> **Collected data**

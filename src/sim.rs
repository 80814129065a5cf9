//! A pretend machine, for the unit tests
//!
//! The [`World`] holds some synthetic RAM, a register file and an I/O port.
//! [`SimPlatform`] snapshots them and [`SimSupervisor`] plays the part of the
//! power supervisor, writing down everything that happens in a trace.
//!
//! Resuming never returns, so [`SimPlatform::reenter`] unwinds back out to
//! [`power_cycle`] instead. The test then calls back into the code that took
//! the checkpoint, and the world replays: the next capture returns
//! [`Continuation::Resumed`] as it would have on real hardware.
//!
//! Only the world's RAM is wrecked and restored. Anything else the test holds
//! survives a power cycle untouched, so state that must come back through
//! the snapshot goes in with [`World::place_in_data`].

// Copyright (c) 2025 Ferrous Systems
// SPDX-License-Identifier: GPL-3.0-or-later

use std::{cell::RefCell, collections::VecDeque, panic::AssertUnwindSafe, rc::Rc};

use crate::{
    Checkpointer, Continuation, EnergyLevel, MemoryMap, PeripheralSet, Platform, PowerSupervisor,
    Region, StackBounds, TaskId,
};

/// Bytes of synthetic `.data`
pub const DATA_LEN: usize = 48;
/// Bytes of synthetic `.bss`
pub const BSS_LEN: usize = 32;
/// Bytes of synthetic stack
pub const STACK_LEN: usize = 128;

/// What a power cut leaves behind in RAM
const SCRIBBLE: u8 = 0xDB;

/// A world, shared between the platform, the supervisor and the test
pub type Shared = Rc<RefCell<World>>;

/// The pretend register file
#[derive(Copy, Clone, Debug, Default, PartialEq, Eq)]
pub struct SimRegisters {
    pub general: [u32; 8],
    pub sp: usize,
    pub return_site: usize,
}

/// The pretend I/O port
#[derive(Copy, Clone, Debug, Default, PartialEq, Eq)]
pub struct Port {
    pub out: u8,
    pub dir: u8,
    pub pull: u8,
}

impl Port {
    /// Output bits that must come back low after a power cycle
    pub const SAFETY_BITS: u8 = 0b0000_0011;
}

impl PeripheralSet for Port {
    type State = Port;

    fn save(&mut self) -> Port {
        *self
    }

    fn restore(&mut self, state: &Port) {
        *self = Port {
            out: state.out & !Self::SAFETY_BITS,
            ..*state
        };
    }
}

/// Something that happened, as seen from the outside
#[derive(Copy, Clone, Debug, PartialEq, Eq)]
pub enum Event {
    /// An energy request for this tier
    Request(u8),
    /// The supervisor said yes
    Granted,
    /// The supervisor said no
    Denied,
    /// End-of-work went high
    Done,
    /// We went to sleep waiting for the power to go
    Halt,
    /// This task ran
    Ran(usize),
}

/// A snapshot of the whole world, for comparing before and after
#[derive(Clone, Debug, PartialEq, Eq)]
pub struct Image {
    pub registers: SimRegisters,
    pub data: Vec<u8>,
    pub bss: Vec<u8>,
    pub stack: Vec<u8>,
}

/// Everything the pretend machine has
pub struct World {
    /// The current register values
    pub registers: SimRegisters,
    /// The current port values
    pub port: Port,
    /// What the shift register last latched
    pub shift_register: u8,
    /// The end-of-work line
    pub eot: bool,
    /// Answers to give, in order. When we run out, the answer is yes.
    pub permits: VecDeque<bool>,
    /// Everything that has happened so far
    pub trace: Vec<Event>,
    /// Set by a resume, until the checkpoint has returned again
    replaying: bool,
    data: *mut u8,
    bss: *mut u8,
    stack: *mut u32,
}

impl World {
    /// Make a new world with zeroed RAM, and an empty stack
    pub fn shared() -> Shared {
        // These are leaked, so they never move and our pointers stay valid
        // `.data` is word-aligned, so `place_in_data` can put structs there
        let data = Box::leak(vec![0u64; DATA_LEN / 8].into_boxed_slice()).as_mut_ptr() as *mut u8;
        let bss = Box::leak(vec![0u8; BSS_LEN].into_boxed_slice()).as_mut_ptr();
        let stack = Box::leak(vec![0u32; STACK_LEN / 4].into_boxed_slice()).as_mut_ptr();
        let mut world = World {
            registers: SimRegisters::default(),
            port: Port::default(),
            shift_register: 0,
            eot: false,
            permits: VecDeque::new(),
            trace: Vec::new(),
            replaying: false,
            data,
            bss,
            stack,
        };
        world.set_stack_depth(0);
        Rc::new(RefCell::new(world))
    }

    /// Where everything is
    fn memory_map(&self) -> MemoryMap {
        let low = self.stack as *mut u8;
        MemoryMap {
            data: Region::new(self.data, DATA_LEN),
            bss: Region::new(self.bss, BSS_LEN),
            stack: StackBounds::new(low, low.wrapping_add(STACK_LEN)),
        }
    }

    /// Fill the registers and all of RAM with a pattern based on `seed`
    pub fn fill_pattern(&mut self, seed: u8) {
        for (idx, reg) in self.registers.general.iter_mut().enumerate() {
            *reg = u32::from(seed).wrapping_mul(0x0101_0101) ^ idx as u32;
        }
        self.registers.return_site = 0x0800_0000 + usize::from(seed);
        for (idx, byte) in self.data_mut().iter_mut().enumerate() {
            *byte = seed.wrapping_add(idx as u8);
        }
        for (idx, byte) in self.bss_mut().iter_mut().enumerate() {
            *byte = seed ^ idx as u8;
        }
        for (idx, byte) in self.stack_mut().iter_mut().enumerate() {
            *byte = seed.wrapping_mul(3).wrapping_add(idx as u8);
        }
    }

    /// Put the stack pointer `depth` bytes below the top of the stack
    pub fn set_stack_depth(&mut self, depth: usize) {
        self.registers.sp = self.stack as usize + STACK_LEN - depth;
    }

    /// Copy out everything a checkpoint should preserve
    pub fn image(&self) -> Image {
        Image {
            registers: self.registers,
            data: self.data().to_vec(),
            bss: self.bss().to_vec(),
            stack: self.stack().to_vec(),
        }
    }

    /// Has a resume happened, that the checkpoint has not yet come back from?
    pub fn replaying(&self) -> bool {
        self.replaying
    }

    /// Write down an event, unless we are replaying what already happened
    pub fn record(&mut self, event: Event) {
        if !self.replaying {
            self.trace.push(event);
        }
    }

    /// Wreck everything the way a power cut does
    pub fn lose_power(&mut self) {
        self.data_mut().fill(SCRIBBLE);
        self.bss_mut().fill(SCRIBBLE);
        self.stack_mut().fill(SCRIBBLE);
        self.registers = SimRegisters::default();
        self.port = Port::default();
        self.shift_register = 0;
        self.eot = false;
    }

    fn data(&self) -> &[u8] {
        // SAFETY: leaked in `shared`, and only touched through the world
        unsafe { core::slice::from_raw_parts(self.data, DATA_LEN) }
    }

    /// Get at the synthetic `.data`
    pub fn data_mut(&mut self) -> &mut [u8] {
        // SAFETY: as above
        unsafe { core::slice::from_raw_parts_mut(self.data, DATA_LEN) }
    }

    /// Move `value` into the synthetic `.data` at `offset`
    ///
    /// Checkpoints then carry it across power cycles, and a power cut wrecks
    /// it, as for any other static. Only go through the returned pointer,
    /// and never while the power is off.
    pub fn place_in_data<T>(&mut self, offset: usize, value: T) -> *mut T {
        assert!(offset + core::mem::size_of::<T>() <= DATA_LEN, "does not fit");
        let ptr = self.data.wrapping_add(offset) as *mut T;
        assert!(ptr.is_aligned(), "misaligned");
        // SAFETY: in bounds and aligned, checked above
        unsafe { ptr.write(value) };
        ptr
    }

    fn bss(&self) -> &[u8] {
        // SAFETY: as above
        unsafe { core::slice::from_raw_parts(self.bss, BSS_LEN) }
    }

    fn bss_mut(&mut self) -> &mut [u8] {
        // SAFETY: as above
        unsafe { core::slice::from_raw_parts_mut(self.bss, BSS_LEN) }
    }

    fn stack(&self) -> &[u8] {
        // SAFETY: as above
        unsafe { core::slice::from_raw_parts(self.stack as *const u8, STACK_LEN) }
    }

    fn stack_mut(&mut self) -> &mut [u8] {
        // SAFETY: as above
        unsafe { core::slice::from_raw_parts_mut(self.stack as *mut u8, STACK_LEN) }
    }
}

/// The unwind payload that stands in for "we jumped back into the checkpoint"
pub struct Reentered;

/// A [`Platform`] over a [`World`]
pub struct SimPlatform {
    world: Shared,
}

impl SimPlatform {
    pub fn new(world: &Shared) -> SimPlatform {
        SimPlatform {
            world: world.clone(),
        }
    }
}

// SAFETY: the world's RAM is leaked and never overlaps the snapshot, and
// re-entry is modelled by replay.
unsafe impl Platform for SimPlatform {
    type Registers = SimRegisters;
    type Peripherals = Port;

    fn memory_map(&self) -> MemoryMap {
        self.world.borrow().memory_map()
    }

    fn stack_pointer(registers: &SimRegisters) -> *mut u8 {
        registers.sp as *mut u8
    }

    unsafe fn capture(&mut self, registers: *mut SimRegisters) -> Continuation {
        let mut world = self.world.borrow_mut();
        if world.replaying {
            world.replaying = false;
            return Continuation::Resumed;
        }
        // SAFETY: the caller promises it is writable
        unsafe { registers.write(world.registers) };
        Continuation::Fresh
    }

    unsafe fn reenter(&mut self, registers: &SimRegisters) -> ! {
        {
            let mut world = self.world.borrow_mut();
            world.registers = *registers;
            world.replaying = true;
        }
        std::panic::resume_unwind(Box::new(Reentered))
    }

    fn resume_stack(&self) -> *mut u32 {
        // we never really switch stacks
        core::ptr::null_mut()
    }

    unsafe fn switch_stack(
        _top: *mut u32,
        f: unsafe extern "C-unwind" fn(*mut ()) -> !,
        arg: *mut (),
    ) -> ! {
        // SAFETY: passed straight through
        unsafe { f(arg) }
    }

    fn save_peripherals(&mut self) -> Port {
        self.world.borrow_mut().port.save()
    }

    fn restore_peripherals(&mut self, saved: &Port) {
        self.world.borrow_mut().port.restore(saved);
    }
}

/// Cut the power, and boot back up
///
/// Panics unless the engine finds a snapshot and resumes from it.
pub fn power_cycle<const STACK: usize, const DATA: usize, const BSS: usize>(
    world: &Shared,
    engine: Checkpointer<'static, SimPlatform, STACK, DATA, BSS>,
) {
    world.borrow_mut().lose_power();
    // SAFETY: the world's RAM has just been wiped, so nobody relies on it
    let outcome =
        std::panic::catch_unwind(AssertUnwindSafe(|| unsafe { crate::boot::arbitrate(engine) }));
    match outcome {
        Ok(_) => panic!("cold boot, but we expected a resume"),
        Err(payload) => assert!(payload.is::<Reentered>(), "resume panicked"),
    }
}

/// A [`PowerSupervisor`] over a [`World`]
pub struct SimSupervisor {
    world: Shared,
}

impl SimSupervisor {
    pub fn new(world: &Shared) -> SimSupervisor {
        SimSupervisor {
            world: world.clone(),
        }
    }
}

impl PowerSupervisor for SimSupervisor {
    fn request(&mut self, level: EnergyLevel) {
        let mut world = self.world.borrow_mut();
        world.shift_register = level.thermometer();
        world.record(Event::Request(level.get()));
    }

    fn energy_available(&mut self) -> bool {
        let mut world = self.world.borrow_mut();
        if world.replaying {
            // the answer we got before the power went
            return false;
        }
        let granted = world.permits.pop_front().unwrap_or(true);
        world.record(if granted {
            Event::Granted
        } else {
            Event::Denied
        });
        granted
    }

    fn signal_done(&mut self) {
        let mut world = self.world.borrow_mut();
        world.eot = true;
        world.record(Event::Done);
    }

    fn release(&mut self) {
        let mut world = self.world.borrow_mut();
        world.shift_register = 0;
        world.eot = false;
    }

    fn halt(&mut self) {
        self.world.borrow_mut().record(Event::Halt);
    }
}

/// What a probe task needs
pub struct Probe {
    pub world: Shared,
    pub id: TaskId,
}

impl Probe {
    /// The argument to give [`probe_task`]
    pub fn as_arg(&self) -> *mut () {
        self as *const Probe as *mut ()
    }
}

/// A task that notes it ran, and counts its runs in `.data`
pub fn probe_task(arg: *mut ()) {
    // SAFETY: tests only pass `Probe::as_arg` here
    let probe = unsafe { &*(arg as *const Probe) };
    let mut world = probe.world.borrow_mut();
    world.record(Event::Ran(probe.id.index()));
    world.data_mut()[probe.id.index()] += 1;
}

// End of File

> **Task instructions**
Lines holding the word "type" in the records above: how many are there? Answer with the number only.

> **Expected answer**
4